The point of the written justification isn't decoration. It's so a teacher who runs the GPT can look at the result, check the reasoning against what they know about the room, and decide whether to take the chart as-is, regenerate, or hand-edit the spots that aren't quite right.
Key decisions
A custom GPT, not a coded solver. A seating-chart problem is, technically, a constraint satisfaction problem: the kind of thing a script could handle in milliseconds. In hindsight, what made the GPT the right call wasn't the optimization; it was the explanation. A solver can place students; it can't tell you in plain English why this student is by the window and that one is next to your desk. The case for the GPT was that the justification was the deliverable, and the optimization was just what had to happen along the way.

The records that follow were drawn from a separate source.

//! Twilio REST client.
//!
//! # Design
//! `Client` holds the account SID, the secret, the API base URL and a
//! `Transport`. Configuration is fixed after construction; only the transport
//! can be swapped, which is how tests avoid the network. Each call builds its
//! request with `request::build_request` and hands it to the transport. The
//! response comes back untouched, whatever its status.

use std::fmt;
use std::sync::Arc;

use crate::error::ClientError;
use crate::http::{HttpMethod, HttpRequest, HttpResponse};
use crate::params::Params;
use crate::request::build_request;
use crate::transport::{Transport, UreqTransport};

/// Root of the Twilio REST API. Account SIDs are appended to this.
pub const API_BASE: &str = "https://api.twilio.com/2010-04-01/Accounts";

pub const ENV_ACCOUNT_SID: &str = "TWILIO_ACCOUNT_SID";
pub const ENV_AUTH_TOKEN: &str = "TWILIO_AUTH_TOKEN";
pub const ENV_API_BASE: &str = "TWILIO_API_BASE";

/// Blocking client for one Twilio account.
///
/// The SID and secret are either the account's master credentials
/// (Account SID and Auth Token) or a generated API key pair.
#[derive(Clone)]
pub struct Client {
    sid: String,
    secret: String,
    base_url: String,
    transport: Arc<dyn Transport>,
}

impl Client {
    /// Create a client with the default pooled transport and `API_BASE`.
    pub fn new(sid: impl Into<String>, secret: impl Into<String>) -> Result<Self, ClientError> {
        let sid = sid.into();
        let secret = secret.into();
        if sid.is_empty() {
            return Err(ClientError::EmptySid);
        }
        if secret.is_empty() {
            return Err(ClientError::EmptySecret);
        }
        Ok(Self {
            sid,
            secret,
            base_url: API_BASE.to_string(),
            transport: Arc::new(UreqTransport::new()),
        })
    }

    /// Create a client from `TWILIO_ACCOUNT_SID`, `TWILIO_AUTH_TOKEN` and the
    /// optional `TWILIO_API_BASE`.
    pub fn from_env() -> Result<Self, ClientError> {
        Self::from_lookup(|name| std::env::var(name).ok())
    }

    fn from_lookup(lookup: impl Fn(&str) -> Option<String>) -> Result<Self, ClientError> {
        let sid = lookup(ENV_ACCOUNT_SID)
            .ok_or_else(|| ClientError::InvalidConfig(format!("{ENV_ACCOUNT_SID} is not set")))?;
        let secret = lookup(ENV_AUTH_TOKEN)
            .ok_or_else(|| ClientError::InvalidConfig(format!("{ENV_AUTH_TOKEN} is not set")))?;
        let client = Self::new(sid, secret)?;
        Ok(match lookup(ENV_API_BASE) {
            Some(base) if !base.is_empty() => client.with_base_url(base),
            _ => client,
        })
    }

    /// Point the client at another API root, e.g. a local mock server.
    pub fn with_base_url(mut self, base_url: impl Into<String>) -> Self {
        self.base_url = base_url.into().trim_end_matches('/').to_string();
        self
    }

    pub fn with_transport(mut self, transport: Arc<dyn Transport>) -> Self {
        self.transport = transport;
        self
    }

    pub fn set_transport(&mut self, transport: Arc<dyn Transport>) {
        self.transport = transport;
    }

    pub fn sid(&self) -> &str {
        &self.sid
    }

    pub fn secret(&self) -> &str {
        &self.secret
    }

    pub fn base_url(&self) -> &str {
        &self.base_url
    }

    pub fn build_request(&self, method: HttpMethod, resource: &str, params: &Params) -> HttpRequest {
        build_request(self, method, resource, params)
    }

    /// GET `resource` with `params` as the query string.
    pub fn get(&self, resource: &str, params: &Params) -> Result<HttpResponse, ClientError> {
        self.send(self.build_request(HttpMethod::Get, resource, params))
    }

    /// POST `form` to `resource` as an urlencoded body.
    pub fn post(&self, resource: &str, form: &Params) -> Result<HttpResponse, ClientError> {
        self.send(self.build_request(HttpMethod::Post, resource, form))
    }

    /// Fetch the account resource itself (the account root).
    pub fn account(&self) -> Result<HttpResponse, ClientError> {
        self.get("", &Params::new())
    }

    fn send(&self, request: HttpRequest) -> Result<HttpResponse, ClientError> {
        Ok(self.transport.execute(request)?)
    }
}

impl fmt::Debug for Client {
    fn fmt(&self, f: &mut fmt::Formatter<'_>) -> fmt::Result {
        f.debug_struct("Client")
            .field("sid", &self.sid)
            .field("secret", &"<redacted>")
            .field("base_url", &self.base_url)
            .finish_non_exhaustive()
    }
}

Written justifications for every placement. Extra work for the model, extra text for the teacher to read. Worth it because the alternative is a chart that looks correct but feels arbitrary. A teacher who can't see the reasoning is more likely to second-guess the tool, or worse, override it on a hunch and accidentally undo an accommodation. The justification is what makes the output trustworthy enough to actually use.
Spreadsheet input so other teachers could use it. I designed the input format around two structured spreadsheets specifically so the GPT would be portable. Another teacher could populate the same templates with their own students and their own room and get a useful result: the GPT doesn't need to know which classroom it's working with, only that the data arrives in the shape it expects. The format was the affordance.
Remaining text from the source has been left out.